:: EXERCISE AIM ::
The data below is to be set down exactly.

:: SUPPLIED INFORMATION ::
-=-=-=-=-
use crate::domain::model::{RankRecord, ShareRecord};
use crate::utils::error::{DashboardError, Result};
use serde::{Deserialize, Serialize};

pub const DEFAULT_THRESHOLD_PERCENT: f64 = 80.0;

// Absorbs rounding in the running percentage when it lands exactly on the threshold.
const THRESHOLD_EPSILON: f64 = 1e-9;

#[derive(Debug, Clone, PartialEq, Serialize, Deserialize)]
pub struct ParetoRanking {
    pub records: Vec<RankRecord>,
    pub threshold_percent: f64,
    /// First position whose cumulative percentage reaches the threshold.
    /// `None` when the total is zero.
    pub threshold_index: Option<usize>,
    pub total: f64,
}

impl ParetoRanking {
    /// Categories up to and including the threshold position.
    pub fn vital_few(&self) -> &[RankRecord] {
        match self.threshold_index {
            Some(index) => &self.records[..=index],
            None => &[],
        }
    }
}

/// Rank categories by value, descending, with their running share of the total.
///
/// Equal values keep their input order. A zero total yields 0% everywhere and
/// no threshold index.
pub fn rank(shares: &[ShareRecord], threshold_percent: f64) -> Result<ParetoRanking> {
    if !(threshold_percent > 0.0 && threshold_percent <= 100.0) {
        return Err(DashboardError::InvalidValueError {
            context: "pareto".to_string(),
            message: format!(
                "threshold must be within (0, 100], got {}",
                threshold_percent
            ),
        });
    }
    if shares.is_empty() {
        return Err(DashboardError::empty("pareto"));
    }
    if let Some(bad) = shares.iter().find(|s| !s.value.is_finite() || s.value < 0.0) {
        return Err(DashboardError::InvalidValueError {
            context: "pareto".to_string(),
            message: format!("category '{}' has value {}", bad.category, bad.value),
        });
    }

    let mut sorted: Vec<&ShareRecord> = shares.iter().collect();
    // sort_by is stable, so ties keep input order
    sorted.sort_by(|a, b| b.value.total_cmp(&a.value));

    let total: f64 = sorted.iter().map(|s| s.value).sum();
    if !total.is_finite() {
        return Err(DashboardError::InvalidValueError {
            context: "pareto".to_string(),
            message: "sum of values overflows double precision".to_string(),
        });
    }

    let mut running = 0.0;
    let records: Vec<RankRecord> = sorted
        .into_iter()
        .map(|share| {
            running += share.value;
            RankRecord {
                category: share.category.clone(),
                value: share.value,
                cumulative_percent: if total > 0.0 {
                    running / total * 100.0
                } else {
                    0.0
                },
            }
        })
        .collect();

    let threshold_index = if total > 0.0 {
        records
            .iter()
            .position(|r| r.cumulative_percent + THRESHOLD_EPSILON >= threshold_percent)
    } else {
        tracing::warn!("Pareto total is zero; cumulative percentages reported as 0");
        None
    };

    Ok(ParetoRanking {
        records,
        threshold_percent,
        threshold_index,
        total,
    })
}

#[cfg(test)]
mod tests {
    use super::*;

    fn shares(values: &[(&str, f64)]) -> Vec<ShareRecord> {
        values
            .iter()
            .map(|(category, value)| ShareRecord {
                category: category.to_string(),
                value: *value,
            })
            .collect()
    }

    #[test]
    fn test_department_threshold() {
        let input = shares(&[
            ("마케팅부", 923.0),
            ("영업부", 477.0),
            ("생산부", 954.0),
            ("인사부", 209.0),
            ("연구개발부", 559.0),
        ]);
        let ranking = rank(&input, DEFAULT_THRESHOLD_PERCENT).unwrap();

        let order: Vec<&str> = ranking.records.iter().map(|r| r.category.as_str()).collect();
        assert_eq!(order, vec!["생산부", "마케팅부", "연구개발부", "영업부", "인사부"]);

        let expected = [30.56, 60.12, 78.03, 93.31, 100.0];
        for (record, want) in ranking.records.iter().zip(expected) {
            assert!(
                (record.cumulative_percent - want).abs() < 0.01,
                "{} vs {}",
                record.cumulative_percent,
                want
            );
        }
        assert_eq!(ranking.total, 3122.0);
        assert_eq!(ranking.threshold_index, Some(3));
        assert_eq!(ranking.records[3].category, "영업부");
        assert_eq!(ranking.vital_few().len(), 4);
    }

    #[test]
    fn test_cumulative_is_monotonic_and_ends_at_100() {
        let input = shares(&[("a", 0.1), ("b", 7.3), ("c", 2.2), ("d", 0.0), ("e", 13.9)]);
        let ranking = rank(&input, DEFAULT_THRESHOLD_PERCENT).unwrap();

        for pair in ranking.records.windows(2) {
            assert!(pair[0].cumulative_percent <= pair[1].cumulative_percent);
        }
        let last = ranking.records.last().unwrap().cumulative_percent;
        assert!((last - 100.0).abs() < 1e-6);
    }

    #[test]
    fn test_ties_keep_input_order() {
        let input = shares(&[("first", 5.0), ("big", 9.0), ("second", 5.0)]);
        let ranking = rank(&input, DEFAULT_THRESHOLD_PERCENT).unwrap();
        let order: Vec<&str> = ranking.records.iter().map(|r| r.category.as_str()).collect();
        assert_eq!(order, vec!["big", "first", "second"]);
    }

    #[test]
    fn test_exact_threshold_counts() {
        let input = shares(&[("a", 80.0), ("b", 20.0)]);
        let ranking = rank(&input, DEFAULT_THRESHOLD_PERCENT).unwrap();
        assert_eq!(ranking.threshold_index, Some(0));
    }

    #[test]
    fn test_zero_total_reports_zero_percentages() {
        let input = shares(&[("a", 0.0), ("b", 0.0)]);
        let ranking = rank(&input, DEFAULT_THRESHOLD_PERCENT).unwrap();
        assert!(ranking.records.iter().all(|r| r.cumulative_percent == 0.0));
        assert_eq!(ranking.threshold_index, None);
        assert!(ranking.vital_few().is_empty());
    }

    #[test]
    fn test_empty_and_negative_input() {
        assert!(matches!(
            rank(&[], DEFAULT_THRESHOLD_PERCENT),
            Err(DashboardError::EmptyDatasetError { .. })
        ));
        assert!(matches!(
            rank(&shares(&[("a", -1.0)]), DEFAULT_THRESHOLD_PERCENT),
            Err(DashboardError::InvalidValueError { .. })
        ));
    }

    #[test]
    fn test_overflowing_total_is_rejected() {
        let input = shares(&[("a", 1e308), ("b", 1e308)]);
        assert!(matches!(
            rank(&input, DEFAULT_THRESHOLD_PERCENT),
            Err(DashboardError::InvalidValueError { .. })
        ));
    }

    #[test]
    fn test_threshold_outside_range_is_rejected() {
        let input = shares(&[("a", 3.0), ("b", 1.0)]);
        for threshold in [0.0, -5.0, 100.5, f64::NAN] {
            assert!(
                matches!(
                    rank(&input, threshold),
                    Err(DashboardError::InvalidValueError { .. })
                ),
                "threshold {} accepted",
                threshold
            );
        }
        let full = rank(&input, 100.0).unwrap();
        assert_eq!(full.threshold_index, Some(1));
    }
}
-=-=-=-=-
:: RESPONSE BOX ::
use crate::domain::model::{RankRecord, ShareRecord};
use crate::utils::error::{DashboardError, Result};
use serde::{Deserialize, Serialize};

pub const DEFAULT_THRESHOLD_PERCENT: f64 = 80.0;

// Absorbs rounding in the running percentage when it lands exactly on the threshold.
const THRESHOLD_EPSILON: f64 = 1e-9;

#[derive(Debug, Clone, PartialEq, Serialize, Deserialize)]
pub struct ParetoRanking {
    pub records: Vec<RankRecord>,
    pub threshold_percent: f64,
    /// First position whose cumulative percentage reaches the threshold.
    /// `None` when the total is zero.
    pub threshold_index: Option<usize>,
    pub total: f64,
}

impl ParetoRanking {
    /// Categories up to and including the threshold position.
    pub fn vital_few(&self) -> &[RankRecord] {
        match self.threshold_index {
            Some(index) => &self.records[..=index],
            None => &[],
        }
    }
}

/// Rank categories by value, descending, with their running share of the total.
///
/// Equal values keep their input order. A zero total yields 0% everywhere and
/// no threshold index.
pub fn rank(shares: &[ShareRecord], threshold_percent: f64) -> Result<ParetoRanking> {
    if !(threshold_percent > 0.0 && threshold_percent <= 100.0) {
        return Err(DashboardError::InvalidValueError {
            context: "pareto".to_string(),
            message: format!(
                "threshold must be within (0, 100], got {}",
                threshold_percent
            ),
        });
    }
    if shares.is_empty() {
        return Err(DashboardError::empty("pareto"));
    }
    if let Some(bad) = shares.iter().find(|s| !s.value.is_finite() || s.value < 0.0) {
        return Err(DashboardError::InvalidValueError {
            context: "pareto".to_string(),
            message: format!("category '{}' has value {}", bad.category, bad.value),
        });
    }

    let mut sorted: Vec<&ShareRecord> = shares.iter().collect();
    // sort_by is stable, so ties keep input order
    sorted.sort_by(|a, b| b.value.total_cmp(&a.value));

    let total: f64 = sorted.iter().map(|s| s.value).sum();
    if !total.is_finite() {
        return Err(DashboardError::InvalidValueError {
            context: "pareto".to_string(),
            message: "sum of values overflows double precision".to_string(),
        });
    }

    let mut running = 0.0;
    let records: Vec<RankRecord> = sorted
        .into_iter()
        .map(|share| {
            running += share.value;
            RankRecord {
                category: share.category.clone(),
                value: share.value,
                cumulative_percent: if total > 0.0 {
                    running / total * 100.0
                } else {
                    0.0
                },
            }
        })
        .collect();

    let threshold_index = if total > 0.0 {
        records
            .iter()
            .position(|r| r.cumulative_percent + THRESHOLD_EPSILON >= threshold_percent)
    } else {
        tracing::warn!("Pareto total is zero; cumulative percentages reported as 0");
        None
    };

    Ok(ParetoRanking {
        records,
        threshold_percent,
        threshold_index,
        total,
    })
}

#[cfg(test)]
mod tests {
    use super::*;

    fn shares(values: &[(&str, f64)]) -> Vec<ShareRecord> {
        values
            .iter()
            .map(|(category, value)| ShareRecord {
                category: category.to_string(),
                value: *value,
            })
            .collect()
    }

    #[test]
    fn test_department_threshold() {
        let input = shares(&[
            ("마케팅부", 923.0),
            ("영업부", 477.0),
            ("생산부", 954.0),
            ("인사부", 209.0),
            ("연구개발부", 559.0),
        ]);
        let ranking = rank(&input, DEFAULT_THRESHOLD_PERCENT).unwrap();

        let order: Vec<&str> = ranking.records.iter().map(|r| r.category.as_str()).collect();
        assert_eq!(order, vec!["생산부", "마케팅부", "연구개발부", "영업부", "인사부"]);

        let expected = [30.56, 60.12, 78.03, 93.31, 100.0];
        for (record, want) in ranking.records.iter().zip(expected) {
            assert!(
                (record.cumulative_percent - want).abs() < 0.01,
                "{} vs {}",
                record.cumulative_percent,
                want
            );
        }
        assert_eq!(ranking.total, 3122.0);
        assert_eq!(ranking.threshold_index, Some(3));
        assert_eq!(ranking.records[3].category, "영업부");
        assert_eq!(ranking.vital_few().len(), 4);
    }

    #[test]
    fn test_cumulative_is_monotonic_and_ends_at_100() {
        let input = shares(&[("a", 0.1), ("b", 7.3), ("c", 2.2), ("d", 0.0), ("e", 13.9)]);
        let ranking = rank(&input, DEFAULT_THRESHOLD_PERCENT).unwrap();

        for pair in ranking.records.windows(2) {
            assert!(pair[0].cumulative_percent <= pair[1].cumulative_percent);
        }
        let last = ranking.records.last().unwrap().cumulative_percent;
        assert!((last - 100.0).abs() < 1e-6);
    }

    #[test]
    fn test_ties_keep_input_order() {
        let input = shares(&[("first", 5.0), ("big", 9.0), ("second", 5.0)]);
        let ranking = rank(&input, DEFAULT_THRESHOLD_PERCENT).unwrap();
        let order: Vec<&str> = ranking.records.iter().map(|r| r.category.as_str()).collect();
        assert_eq!(order, vec!["big", "first", "second"]);
    }

    #[test]
    fn test_exact_threshold_counts() {
        let input = shares(&[("a", 80.0), ("b", 20.0)]);
        let ranking = rank(&input, DEFAULT_THRESHOLD_PERCENT).unwrap();
        assert_eq!(ranking.threshold_index, Some(0));
    }

    #[test]
    fn test_zero_total_reports_zero_percentages() {
        let input = shares(&[("a", 0.0), ("b", 0.0)]);
        let ranking = rank(&input, DEFAULT_THRESHOLD_PERCENT).unwrap();
        assert!(ranking.records.iter().all(|r| r.cumulative_percent == 0.0));
        assert_eq!(ranking.threshold_index, None);
        assert!(ranking.vital_few().is_empty());
    }

    #[test]
    fn test_empty_and_negative_input() {
        assert!(matches!(
            rank(&[], DEFAULT_THRESHOLD_PERCENT),
            Err(DashboardError::EmptyDatasetError { .. })
        ));
        assert!(matches!(
            rank(&shares(&[("a", -1.0)]), DEFAULT_THRESHOLD_PERCENT),
            Err(DashboardError::InvalidValueError { .. })
        ));
    }

    #[test]
    fn test_overflowing_total_is_rejected() {
        let input = shares(&[("a", 1e308), ("b", 1e308)]);
        assert!(matches!(
            rank(&input, DEFAULT_THRESHOLD_PERCENT),
            Err(DashboardError::InvalidValueError { .. })
        ));
    }

    #[test]
    fn test_threshold_outside_range_is_rejected() {
        let input = shares(&[("a", 3.0), ("b", 1.0)]);
        for threshold in [0.0, -5.0, 100.5, f64::NAN] {
            assert!(
                matches!(
                    rank(&input, threshold),
                    Err(DashboardError::InvalidValueError { .. })
                ),
                "threshold {} accepted",
                threshold
            );
        }
        let full = rank(&input, 100.0).unwrap();
        assert_eq!(full.threshold_index, Some(1));
    }
}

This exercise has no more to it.